We will try to predict whether a first name is a typical boy's or girl's name, using machine learning.
This workshop is a bit related to the demo James gave last week. In his demo he made the computer recognize whether he was holding an apple, a banana, or some other fruit. All done with just the click of a couple of buttons!
But a computer can't really see or understand what it sees like we humans do. In the end the thing a computer only really does is compute. It needs numbers! So how does the image of James holding a banana become just numbers a computer can "understand"?

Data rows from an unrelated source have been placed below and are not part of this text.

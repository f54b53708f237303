//! Transition executor: runs action chains and advances object states

use crate::models::transition::{
    ActionResult, ActionStatus, ObjectOutcome, ObjectRef, ObjectStatus, RunEvent, RunStatus,
    TransitionDefinition, TransitionHistory, TransitionRun,
};
use crate::services::logging::{log_error, log_transition_event};
use crate::transitions::error::{TransitionError, TransitionResult};
use crate::transitions::events::RunEventSink;
use crate::transitions::locks::ObjectLocks;
use crate::transitions::permission::{Actor, PermissionGate, PermissionSetGate};
use crate::transitions::persistence::RunPersistence;
use crate::transitions::registry::{ActionContext, RegisteredAction};
use crate::transitions::state_store::ObjectStateStore;
use crate::transitions::store::DefinitionStore;
use chrono::Utc;
use futures_util::FutureExt;
use serde_json::{Map, Value};
use std::any::Any;
use std::collections::{BTreeMap, HashSet};
use std::panic::AssertUnwindSafe;
use std::sync::Arc;
use std::time::Instant;
use tokio::sync::broadcast;
use uuid::Uuid;

const EVENT_CHANNEL_CAPACITY: usize = 64;

/// An action paired with the parameters resolved for it
type ResolvedAction = (RegisteredAction, Map<String, Value>);

/// Runs transitions against objects
///
/// A run is driven object by object; each object's chain holds that object's
/// lock from the state re-check until the state is advanced or the chain
/// fails.
pub struct TransitionExecutor {
    definitions: Arc<DefinitionStore>,
    state_store: Arc<dyn ObjectStateStore>,
    gate: Arc<dyn PermissionGate>,
    persistence: Arc<RunPersistence>,
    locks: ObjectLocks,
    events: broadcast::Sender<RunEvent>,
    sinks: Vec<Arc<dyn RunEventSink>>,
}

Well, that's quite complicated involving some complex math. So today we start with text rather than images, which is a bit easier and good way to introduce feature extraction. Start simple, right?
So our goals for today are:
Let's make this a bit more interactive. You can follow along and play with the code online, or with your own files.
You can follow along and play with the code here:
https://mybinder.org/v2/gh/jelmervdl/prewired/master?filepath=machine-learning.ipynb
We need some data to play with:
Download these files and put them in a place you can easily access from Python. You will also need matplotlib and sklearn if you want to run the code here. You can run this on the command line:
pip3 install scikit-learn matplotlib
Let's see what we've got here. Machine learning, or any data science, always begins with understanding what you are working with.
Let's read the names into Python. This code will open the file, read each of the names from the file, and remove any spaces or line breaks from the name so we just have the name, nothing more.
with open("male.txt") as file:
male_names = [name.strip() for name in file]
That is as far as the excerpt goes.